Czechs traveling to the US will no longer need proof of Covid-19 vaccination

Non-US citizens traveling to the country for tourism reasons have needed to present proof of vaccination for over 18 months. Staff

Written by Staff Published on 10.05.2023 16:02:00 (updated on 10.05.2023) Reading time: 1 minute

Over three years after the beginning of Covid-19, the U.S. government announced that it will end Covid-19 vaccine requirements for non-U.S. air travelers flying from selected countries – including Czechia.

Non-citizen, non-immigrant passengers will no longer need to show proof of vaccination from May 12. They have needed to do so since early 2022 – presenting a negative PCR test was not enough.

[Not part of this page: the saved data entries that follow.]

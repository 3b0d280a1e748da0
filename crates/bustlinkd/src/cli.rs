use camino::Utf8PathBuf;
use clap::{Parser, Subcommand};
use eyre::Result as EyreResult;

use crate::defaults;

mod init;
mod run;

use init::InitCommand;
use run::RunCommand;

pub const AFTER_HELP: &str = r"Environment variables:
  BUSTLINK_HOME    Directory for config and data

Examples:
  # Initialize a new node
  $ bustlinkd --home data/ --node-name node1 init

  # Initialize a node that bootstraps from a known peer
  $ bustlinkd --home data/ --node-name node2 init --swarm-port 4102 \
      --boot-nodes /ip4/127.0.0.1/tcp/4101/p2p/12D3KooW...

  # Run a node
  $ bustlinkd --home data/ --node-name node1 run
";

#[derive(Debug, Parser)]
#[command(author, version, about, long_about = None)]
#[command(after_help = AFTER_HELP)]
pub struct RootCommand {
    #[command(flatten)]
    pub args: RootArgs,

    #[command(subcommand)]
    pub action: SubCommands,
}

#[derive(Debug, Subcommand)]
pub enum SubCommands {
    Init(InitCommand),
    #[command(alias = "up")]
    Run(RunCommand),
}

#[derive(Debug, Parser)]
pub struct RootArgs {
    /// Directory for config and data
    #[arg(long, value_name = "PATH", default_value_t = defaults::default_node_dir())]
    #[arg(env = "BUSTLINK_HOME", hide_env_values = true)]
    pub home: Utf8PathBuf,

    /// Name of node
    #[arg(short, long, value_name = "NAME")]
    pub node_name: Utf8PathBuf,
}

impl RootArgs {
    pub fn node_dir(&self) -> Utf8PathBuf {
        self.home.join(&self.node_name)
    }
}

impl RootCommand {
    pub async fn run(self) -> EyreResult<()> {
        match self.action {
            SubCommands::Init(init) => init.run(&self.args),
            SubCommands::Run(run) => run.run(&self.args).await,
        }
    }
}
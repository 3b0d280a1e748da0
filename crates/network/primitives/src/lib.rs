//! Interface between the linker and the overlay network it runs on.
//!
//! - [`client::Network`]: the operations the linker consumes
//! - [`stream::Stream`]: newline-delimited record streams
//! - [`record::PeerRecord`]: the peer-list wire record

pub mod client;
pub mod config;
pub mod record;
pub mod stream;
use std::collections::BTreeMap;

use async_trait::async_trait;
use bustlink_linker::pinning::PinStore;
use eyre::{Result as EyreResult, WrapErr};
use reqwest::Client;
use serde::Deserialize;
use tracing::debug;
use url::Url;

/// Pin store backed by the RPC API of a local kubo node.
#[derive(Clone, Debug)]
pub struct KuboPinStore {
    client: Client,
    api: Url,
}

#[derive(Debug, Deserialize)]
struct PinLsResponse {
    #[serde(rename = "Keys", default)]
    keys: BTreeMap<String, PinInfo>,
}

#[derive(Debug, Deserialize)]
struct PinInfo {
    #[serde(rename = "Type")]
    kind: String,
}

impl PinLsResponse {
    fn into_recursive(self) -> Vec<String> {
        self.keys
            .into_iter()
            .filter(|(_, info)| info.kind == "recursive")
            .map(|(cid, _)| cid)
            .collect()
    }
}

impl KuboPinStore {
    pub fn new(api: Url) -> EyreResult<Self> {
        // Cannot-be-a-base URLs have nothing to join onto.
        let _probe = api.join("api/v0/")?;

        Ok(Self {
            client: Client::new(),
            api,
        })
    }

    fn endpoint(&self, command: &str) -> EyreResult<Url> {
        self.api
            .join(&format!("api/v0/{command}"))
            .wrap_err_with(|| format!("invalid store API url {}", self.api))
    }
}

#[async_trait]
impl PinStore for KuboPinStore {
    async fn list(&self) -> EyreResult<Vec<String>> {
        let mut url = self.endpoint("pin/ls")?;
        let _pairs = url.query_pairs_mut().append_pair("type", "recursive");

        let response: PinLsResponse = self
            .client
            .post(url)
            .send()
            .await?
            .error_for_status()?
            .json()
            .await
            .wrap_err("malformed pin/ls response")?;

        Ok(response.into_recursive())
    }

    async fn pin(&self, hash: &str) -> EyreResult<()> {
        let mut url = self.endpoint("pin/add")?;
        let _pairs = url.query_pairs_mut().append_pair("arg", hash);

        debug!(%hash, "Pinning");

        let _response = self
            .client
            .post(url)
            .send()
            .await?
            .error_for_status()
            .wrap_err_with(|| format!("pin/add {hash} rejected"))?;

        Ok(())
    }
}
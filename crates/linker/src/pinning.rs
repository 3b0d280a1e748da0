use core::fmt::{self, Debug, Formatter};
use std::collections::BTreeSet;
use std::sync::Arc;

use async_trait::async_trait;
use eyre::Result as EyreResult;
use parking_lot::RwLock;
use tokio::spawn;
use tokio::task::JoinHandle;
use tracing::{debug, warn};

/// The local pinning engine.
#[async_trait]
pub trait PinStore: Send + Sync + 'static {
    /// Identifiers pinned recursively on this node.
    async fn list(&self) -> EyreResult<Vec<String>>;

    /// Pins `hash`, returning once the store has completed the pin.
    async fn pin(&self, hash: &str) -> EyreResult<()>;
}

/// Front of the pin store used by the gossip loop.
///
/// Keeps the set of identifiers this node announces to its peers. The set is
/// filled by harvesting the store and by every pin that succeeds.
pub struct PinningGateway {
    store: Arc<dyn PinStore>,
    announced: RwLock<BTreeSet<String>>,
}

impl Debug for PinningGateway {
    fn fmt(&self, f: &mut Formatter<'_>) -> fmt::Result {
        f.debug_struct("PinningGateway")
            .field("announced", &self.announced.read().len())
            .finish_non_exhaustive()
    }
}

impl PinningGateway {
    #[must_use]
    pub fn new(store: Arc<dyn PinStore>) -> Self {
        Self {
            store,
            announced: RwLock::default(),
        }
    }

    /// Identifiers currently announced, in a stable order.
    #[must_use]
    pub fn list(&self) -> Vec<String> {
        self.announced.read().iter().cloned().collect()
    }

    /// Lists the store and merges the result into the announced set.
    ///
    /// Returns everything the store listed.
    pub async fn harvest(&self) -> EyreResult<Vec<String>> {
        let pins = self.store.list().await?;

        let added = {
            let mut announced = self.announced.write();
            pins.iter()
                .map(|hash| announced.insert(hash.clone()))
                .filter(|added| *added)
                .count()
        };

        debug!(total = pins.len(), added, "Harvested local pins");

        Ok(pins)
    }

    /// Pins `hash` in the background.
    pub fn add(self: &Arc<Self>, hash: String) -> JoinHandle<bool> {
        let this = Arc::clone(self);

        spawn(async move { this.add_sync(&hash).await })
    }

    /// Pins `hash` and waits for the store. Failures are logged, never returned.
    pub async fn add_sync(&self, hash: &str) -> bool {
        if let Err(err) = self.store.pin(hash).await {
            warn!(%hash, %err, "Failed to pin announced content");
            return false;
        }

        debug!(%hash, "Pinned announced content");

        let _ = self.announced.write().insert(hash.to_owned());

        true
    }
}

#[cfg(test)]
mod tests {
    use eyre::bail;
    use parking_lot::Mutex;

    use super::*;

    #[derive(Default)]
    struct RecordingStore {
        listed: Vec<String>,
        pinned: Mutex<Vec<String>>,
    }

    #[async_trait]
    impl PinStore for RecordingStore {
        async fn list(&self) -> EyreResult<Vec<String>> {
            Ok(self.listed.clone())
        }

        async fn pin(&self, hash: &str) -> EyreResult<()> {
            if hash == "broken" {
                bail!("pin refused");
            }

            self.pinned.lock().push(hash.to_owned());

            Ok(())
        }
    }

    #[tokio::test]
    async fn test_harvest_fills_announced_set() {
        let store = Arc::new(RecordingStore {
            listed: vec!["QmB".to_owned(), "QmA".to_owned()],
            ..RecordingStore::default()
        });
        let gateway = PinningGateway::new(store);

        assert!(gateway.list().is_empty());

        let pins = gateway.harvest().await.unwrap();

        assert_eq!(pins.len(), 2);
        assert_eq!(gateway.list(), vec!["QmA".to_owned(), "QmB".to_owned()]);
    }

    #[tokio::test]
    async fn test_add_sync_swallows_failures() {
        let store = Arc::new(RecordingStore::default());
        let gateway = PinningGateway::new(Arc::clone(&store) as Arc<dyn PinStore>);

        assert!(gateway.add_sync("QmA").await);
        assert!(!gateway.add_sync("broken").await);

        assert_eq!(*store.pinned.lock(), vec!["QmA".to_owned()]);
        assert_eq!(gateway.list(), vec!["QmA".to_owned()]);
    }

    #[tokio::test]
    async fn test_add_pins_in_background() {
        let store = Arc::new(RecordingStore::default());
        let gateway = Arc::new(PinningGateway::new(
            Arc::clone(&store) as Arc<dyn PinStore>
        ));

        assert!(gateway.add("QmA".to_owned()).await.unwrap());
        assert_eq!(*store.pinned.lock(), vec!["QmA".to_owned()]);
    }
}
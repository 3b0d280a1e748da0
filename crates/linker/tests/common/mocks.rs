//! In-memory stand-ins for the network and the pin store

use std::collections::{BTreeSet, HashMap, HashSet};
use std::sync::{Arc, Weak};
use std::time::Duration;

use async_trait::async_trait;
use bustlink_linker::pinning::PinStore;
use bustlink_network_primitives::client::{InboundStream, InboundStreams, Network};
use bustlink_network_primitives::record::PeerRecord;
use bustlink_network_primitives::stream::Stream;
use eyre::{bail, eyre, Result};
use futures_util::{future, stream};
use libp2p::{Multiaddr, PeerId, StreamProtocol};
use parking_lot::Mutex;
use tokio::io::duplex;
use tokio::sync::mpsc;
use tokio::time::sleep;

const DUPLEX_CAPACITY: usize = 64 * 1024;

/// A set of mock nodes that can open streams to and dial one another
#[derive(Debug, Default)]
pub struct Mesh {
    nodes: Mutex<HashMap<PeerId, Arc<MockNetwork>>>,
}

impl Mesh {
    pub fn new() -> Arc<Self> {
        Arc::new(Self::default())
    }

    /// Adds a node with a fresh identity and a unique address
    pub fn join(self: &Arc<Self>) -> Arc<MockNetwork> {
        let mut nodes = self.nodes.lock();

        let peer_id = PeerId::random();
        let addr = format!("/ip4/10.0.0.{}/tcp/4101", nodes.len() + 1)
            .parse()
            .unwrap();

        let node = Arc::new(MockNetwork {
            peer_id,
            addr,
            mesh: Arc::downgrade(self),
            connected: Mutex::default(),
            handlers: Mutex::default(),
            unreachable: Mutex::default(),
            stalled: Mutex::default(),
            dials: Mutex::default(),
            learned: Mutex::default(),
        });

        let _ = nodes.insert(peer_id, Arc::clone(&node));

        node
    }

    /// Marks `a` and `b` as connected to each other
    pub fn connect(&self, a: &MockNetwork, b: &MockNetwork) {
        let _ = a.connected.lock().insert(b.peer_id);
        let _ = b.connected.lock().insert(a.peer_id);
    }

    pub fn disconnect(&self, a: &MockNetwork, b: &MockNetwork) {
        let _ = a.connected.lock().remove(&b.peer_id);
        let _ = b.connected.lock().remove(&a.peer_id);
    }

    fn node(&self, peer_id: &PeerId) -> Option<Arc<MockNetwork>> {
        self.nodes.lock().get(peer_id).cloned()
    }
}

/// Mock Network backed by a [`Mesh`]
#[derive(Debug)]
pub struct MockNetwork {
    peer_id: PeerId,
    addr: Multiaddr,
    mesh: Weak<Mesh>,
    /// Peers with a live connection
    connected: Mutex<BTreeSet<PeerId>>,
    /// Registered inbound protocols
    handlers: Mutex<HashMap<StreamProtocol, mpsc::UnboundedSender<InboundStream>>>,
    /// Peers every dial to fails
    unreachable: Mutex<HashSet<PeerId>>,
    /// Peers whose streams never open
    stalled: Mutex<HashSet<PeerId>>,
    /// Dial attempts per peer
    dials: Mutex<HashMap<PeerId, u64>>,
    /// Addresses handed to the address book
    learned: Mutex<Vec<(PeerId, Multiaddr)>>,
}

impl MockNetwork {
    pub fn peer_id(&self) -> PeerId {
        self.peer_id
    }

    pub fn addr(&self) -> Multiaddr {
        self.addr.clone()
    }

    pub fn record(&self) -> PeerRecord {
        PeerRecord::new(self.peer_id, [self.addr.clone()])
    }

    /// Make every dial to `peer_id` fail
    pub fn set_unreachable(&self, peer_id: PeerId) {
        let _ = self.unreachable.lock().insert(peer_id);
    }

    pub fn set_reachable(&self, peer_id: &PeerId) {
        let _ = self.unreachable.lock().remove(peer_id);
    }

    /// Make streams to `peer_id` hang forever
    pub fn set_stalled(&self, peer_id: PeerId) {
        let _ = self.stalled.lock().insert(peer_id);
    }

    pub fn dial_count(&self, peer_id: &PeerId) -> u64 {
        self.dials
            .lock()
            .get(peer_id)
            .copied()
            .unwrap_or_default()
    }

    pub fn is_connected(&self, peer_id: &PeerId) -> bool {
        self.connected.lock().contains(peer_id)
    }

    pub fn learned_addresses(&self) -> Vec<(PeerId, Multiaddr)> {
        self.learned.lock().clone()
    }
}

#[async_trait]
impl Network for MockNetwork {
    fn local_peer_id(&self) -> PeerId {
        self.peer_id
    }

    fn connected_peers(&self) -> Vec<PeerId> {
        self.connected.lock().iter().copied().collect()
    }

    fn peer_record(&self, peer_id: &PeerId) -> PeerRecord {
        let addrs = self
            .mesh
            .upgrade()
            .and_then(|mesh| mesh.node(peer_id))
            .map(|node| node.addr());

        PeerRecord::new(*peer_id, addrs)
    }

    fn add_address(&self, peer_id: PeerId, addr: Multiaddr) {
        self.learned.lock().push((peer_id, addr));
    }

    fn accept(&self, protocol: StreamProtocol) -> Result<InboundStreams> {
        let mut handlers = self.handlers.lock();

        if handlers.contains_key(&protocol) {
            bail!("protocol {protocol} already registered");
        }

        let (tx, rx) = mpsc::unbounded_channel();

        let _ = handlers.insert(protocol, tx);

        Ok(Box::pin(stream::unfold(rx, |mut rx| async move {
            rx.recv().await.map(|inbound| (inbound, rx))
        })))
    }

    async fn open_stream(&self, peer_id: PeerId, protocol: StreamProtocol) -> Result<Stream> {
        if !self.is_connected(&peer_id) {
            bail!("not connected to {peer_id}");
        }

        let stalled = self.stalled.lock().contains(&peer_id);

        if stalled {
            future::pending::<()>().await;
        }

        let remote = self
            .mesh
            .upgrade()
            .and_then(|mesh| mesh.node(&peer_id))
            .ok_or_else(|| eyre!("unknown peer {peer_id}"))?;

        let sender = remote
            .handlers
            .lock()
            .get(&protocol)
            .cloned()
            .ok_or_else(|| eyre!("{peer_id} does not support {protocol}"))?;

        let (local, far) = duplex(DUPLEX_CAPACITY);

        sender
            .send(InboundStream {
                peer_id: self.peer_id,
                remote_addr: Some(self.addr()),
                stream: Stream::new(far),
            })
            .map_err(|_| eyre!("{peer_id} stopped accepting {protocol}"))?;

        Ok(Stream::new(local))
    }

    async fn dial(&self, record: &PeerRecord) -> Result<()> {
        *self.dials.lock().entry(record.id).or_default() += 1;

        if self.unreachable.lock().contains(&record.id) {
            bail!("dial to {} refused", record.id);
        }

        let mesh = self.mesh.upgrade().ok_or_else(|| eyre!("mesh dropped"))?;

        let Some(remote) = mesh.node(&record.id) else {
            bail!("no route to {}", record.id);
        };

        let Some(me) = mesh.node(&self.peer_id) else {
            bail!("dialing node left the mesh");
        };

        mesh.connect(&me, &remote);

        Ok(())
    }
}

/// Mock PinStore recording every pin request
#[derive(Clone, Debug, Default)]
pub struct MockPinStore {
    /// What `list` returns
    listed: Arc<Mutex<Vec<String>>>,
    /// Successful pins, in order
    pinned: Arc<Mutex<Vec<String>>>,
    /// Identifiers that fail to pin
    failing: Arc<Mutex<HashSet<String>>>,
    /// Identifiers whose pin takes this long to complete
    slow: Arc<Mutex<HashMap<String, Duration>>>,
}

impl MockPinStore {
    pub fn new() -> Self {
        Self::default()
    }

    pub fn with_pins(pins: &[&str]) -> Self {
        let store = Self::new();
        *store.listed.lock() = pins.iter().map(|pin| (*pin).to_owned()).collect();
        store
    }

    pub fn fail_on(&self, hash: &str) {
        let _ = self.failing.lock().insert(hash.to_owned());
    }

    pub fn delay_on(&self, hash: &str, delay: Duration) {
        let _ = self.slow.lock().insert(hash.to_owned(), delay);
    }

    pub fn pinned(&self) -> Vec<String> {
        self.pinned.lock().clone()
    }
}

#[async_trait]
impl PinStore for MockPinStore {
    async fn list(&self) -> Result<Vec<String>> {
        Ok(self.listed.lock().clone())
    }

    async fn pin(&self, hash: &str) -> Result<()> {
        let delay = self.slow.lock().get(hash).copied();

        if let Some(delay) = delay {
            sleep(delay).await;
        }

        if self.failing.lock().contains(hash) {
            bail!("pin of {hash} refused");
        }

        self.pinned.lock().push(hash.to_owned());
        self.listed.lock().push(hash.to_owned());

        Ok(())
    }
}
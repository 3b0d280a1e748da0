use libp2p::ping::Event;
use owo_colors::OwoColorize;
use tracing::debug;

use super::{EventHandler, EventLoop};

impl EventHandler<Event> for EventLoop {
    async fn handle(&mut self, event: Event) {
        debug!("{}: {:?}", "ping".yellow(), event);
    }
}
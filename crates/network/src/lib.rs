//! libp2p transport for the bustlink linker.
//!
//! [`run`] builds the swarm, spawns its event loop and hands back a
//! [`NetworkClient`] implementing [`Network`](bustlink_network_primitives::client::Network).

use std::collections::hash_map::{Entry, HashMap};
use std::sync::Arc;

use bustlink_network_primitives::config::NetworkConfig;
use bustlink_network_primitives::record::PeerRecord;
use eyre::{eyre, Result as EyreResult};
use futures_util::StreamExt;
use libp2p::identify::{Behaviour as IdentifyBehaviour, Config as IdentifyConfig};
use libp2p::multiaddr::Protocol;
use libp2p::noise::Config as NoiseConfig;
use libp2p::ping::Behaviour as PingBehaviour;
use libp2p::swarm::dial_opts::DialOpts;
use libp2p::swarm::{DialError, NetworkBehaviour, Swarm, SwarmEvent};
use libp2p::tcp::Config as TcpConfig;
use libp2p::tls::Config as TlsConfig;
use libp2p::yamux::Config as YamuxConfig;
use libp2p::{Multiaddr, PeerId, SwarmBuilder};
use libp2p_stream::Behaviour as StreamBehaviour;
use parking_lot::RwLock;
use tokio::sync::{mpsc, oneshot};
use tokio::{select, spawn};
use tokio_util::sync::CancellationToken;
use tracing::{debug, info, trace};

pub mod client;
mod events;
pub mod peers;

pub use client::NetworkClient;
use events::EventHandler;
use peers::PeerTable;

const PROTOCOL_VERSION: &str = concat!("/", env!("CARGO_PKG_NAME"), "/", env!("CARGO_PKG_VERSION"));

const COMMAND_CHANNEL_SIZE: usize = 32;

#[derive(NetworkBehaviour)]
struct Behaviour {
    identify: IdentifyBehaviour,
    ping: PingBehaviour,
    stream: StreamBehaviour,
}

/// Starts the swarm and listens on every configured address.
///
/// The event loop stops once `token` is cancelled.
pub async fn run(config: &NetworkConfig, token: CancellationToken) -> EyreResult<NetworkClient> {
    let (client, event_loop) = init(config, token)?;

    drop(spawn(event_loop.run()));

    for addr in &config.swarm.listen {
        client.listen_on(addr.clone()).await?;
    }

    Ok(client)
}

fn init(
    config: &NetworkConfig,
    token: CancellationToken,
) -> EyreResult<(NetworkClient, EventLoop)> {
    let swarm = SwarmBuilder::with_existing_identity(config.identity.clone())
        .with_tokio()
        .with_tcp(
            TcpConfig::default(),
            (TlsConfig::new, NoiseConfig::new),
            YamuxConfig::default,
        )?
        .with_quic()
        .with_behaviour(|key| Behaviour {
            identify: IdentifyBehaviour::new(
                IdentifyConfig::new(PROTOCOL_VERSION.to_owned(), key.public())
                    .with_push_listen_addr_updates(true),
            ),
            ping: PingBehaviour::default(),
            stream: StreamBehaviour::new(),
        })?
        .with_swarm_config(|cfg| cfg.with_idle_connection_timeout(config.swarm.idle_timeout))
        .build();

    let local_peer_id = *swarm.local_peer_id();
    let control = swarm.behaviour().stream.new_control();
    let peers = Arc::new(RwLock::new(PeerTable::new()));

    let (command_sender, command_receiver) = mpsc::channel(COMMAND_CHANNEL_SIZE);

    let client = NetworkClient::new(local_peer_id, control, Arc::clone(&peers), command_sender);

    let event_loop = EventLoop::new(swarm, command_receiver, peers, token);

    Ok((client, event_loop))
}

pub(crate) struct EventLoop {
    swarm: Box<Swarm<Behaviour>>,
    command_receiver: mpsc::Receiver<Command>,
    peers: Arc<RwLock<PeerTable>>,
    pending_dial: HashMap<PeerId, Vec<oneshot::Sender<EyreResult<()>>>>,
    token: CancellationToken,
}

impl EventLoop {
    fn new(
        swarm: Swarm<Behaviour>,
        command_receiver: mpsc::Receiver<Command>,
        peers: Arc<RwLock<PeerTable>>,
        token: CancellationToken,
    ) -> Self {
        Self {
            swarm: Box::new(swarm),
            command_receiver,
            peers,
            pending_dial: HashMap::default(),
            token,
        }
    }

    pub(crate) async fn run(mut self) {
        #[expect(clippy::redundant_pub_crate, reason = "Needed for Tokio code")]
        loop {
            select! {
                event = self.swarm.next() => {
                    let Some(event) = event else { break };
                    self.handle_swarm_event(event).await;
                }
                command = self.command_receiver.recv() => {
                    let Some(command) = command else { break };
                    self.handle_command(command);
                }
                () = self.token.cancelled() => break,
            }
        }

        debug!("Network event loop stopped");
    }

    async fn handle_swarm_event(&mut self, event: SwarmEvent<BehaviourEvent>) {
        match event {
            SwarmEvent::Behaviour(BehaviourEvent::Identify(event)) => {
                EventHandler::handle(self, event).await;
            }
            SwarmEvent::Behaviour(BehaviourEvent::Ping(event)) => {
                EventHandler::handle(self, event).await;
            }
            SwarmEvent::Behaviour(BehaviourEvent::Stream(())) => {}
            SwarmEvent::NewListenAddr {
                listener_id,
                address,
            } => {
                let local_peer_id = *self.swarm.local_peer_id();

                let _ignored = self
                    .peers
                    .write()
                    .add_listen_addr(local_peer_id, address.clone());

                info!(
                    %listener_id,
                    "Listening on {}",
                    address.with(Protocol::P2p(local_peer_id))
                );
            }
            SwarmEvent::ConnectionEstablished {
                peer_id, endpoint, ..
            } => {
                debug!(%peer_id, "Connection established");

                self.peers
                    .write()
                    .connection_established(peer_id, endpoint.get_remote_address().clone());

                self.resolve_dial(&peer_id, || Ok(()));
            }
            SwarmEvent::ConnectionClosed {
                peer_id,
                endpoint,
                num_established,
                cause,
                ..
            } => {
                debug!(%peer_id, ?cause, num_established, "Connection closed");

                self.peers
                    .write()
                    .connection_closed(&peer_id, endpoint.get_remote_address());
            }
            SwarmEvent::OutgoingConnectionError {
                peer_id: Some(peer_id),
                error,
                ..
            } => {
                debug!(%peer_id, %error, "Outgoing connection failed");

                let reason = error.to_string();

                self.resolve_dial(&peer_id, || Err(eyre!("{reason}")));
            }
            unhandled => trace!("Unhandled swarm event: {:?}", unhandled),
        }
    }

    fn handle_command(&mut self, command: Command) {
        match command {
            Command::ListenOn { addr, sender } => {
                let result = self
                    .swarm
                    .listen_on(addr)
                    .map(|_listener_id| ())
                    .map_err(|err| eyre!(err));

                let _ignored = sender.send(result);
            }
            Command::Dial { record, sender } => self.dial(record, sender),
            Command::AddAddress { peer_id, addr } => {
                self.swarm.add_peer_address(peer_id, addr);
            }
        }
    }

    fn dial(&mut self, record: PeerRecord, sender: oneshot::Sender<EyreResult<()>>) {
        let PeerRecord { id, addrs } = record;

        if self.swarm.is_connected(&id) {
            let _ignored = sender.send(Ok(()));
            return;
        }

        let entry = match self.pending_dial.entry(id) {
            Entry::Occupied(mut entry) => {
                entry.get_mut().push(sender);
                return;
            }
            Entry::Vacant(entry) => entry,
        };

        match self.swarm.dial(DialOpts::peer_id(id).addresses(addrs).build()) {
            Ok(()) => {
                let _ignored = entry.insert(vec![sender]);
            }
            // Someone else is already dialing; resolve with their outcome.
            Err(DialError::DialPeerConditionFalse(_)) => {
                let _ignored = entry.insert(vec![sender]);
            }
            Err(err) => {
                let _ignored = sender.send(Err(eyre!(err)));
            }
        }
    }

    fn resolve_dial(&mut self, peer_id: &PeerId, outcome: impl Fn() -> EyreResult<()>) {
        for sender in self.pending_dial.remove(peer_id).into_iter().flatten() {
            let _ignored = sender.send(outcome());
        }
    }
}

#[derive(Debug)]
pub(crate) enum Command {
    ListenOn {
        addr: Multiaddr,
        sender: oneshot::Sender<EyreResult<()>>,
    },
    Dial {
        record: PeerRecord,
        sender: oneshot::Sender<EyreResult<()>>,
    },
    AddAddress {
        peer_id: PeerId,
        addr: Multiaddr,
    },
}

U.S. citizens – of which there are about 10,000 in Czechia – were exempt from this last year.

"We are announcing that the [U.S.] administration will end the Covid-19 vaccine requirements for federal employees, federal contractors, and international air travelers at the end of May 11, the same day that the Covid-19 public health emergency ends," writes the White House on its website.

Since the outbreak of the pandemic, either proof of vaccination or a negative PCR test had been required to enter Czechia; people traveling from some countries that were deemed as high risk were not able to enter at all.

Czechia removed its traffic-light system for incoming passengers in mid-February 2022, which made it easier for many people to enter the country. In April last year, the government fully opened up the country without the need to present a vaccination certificate, PCR test, or fill out an arrival form.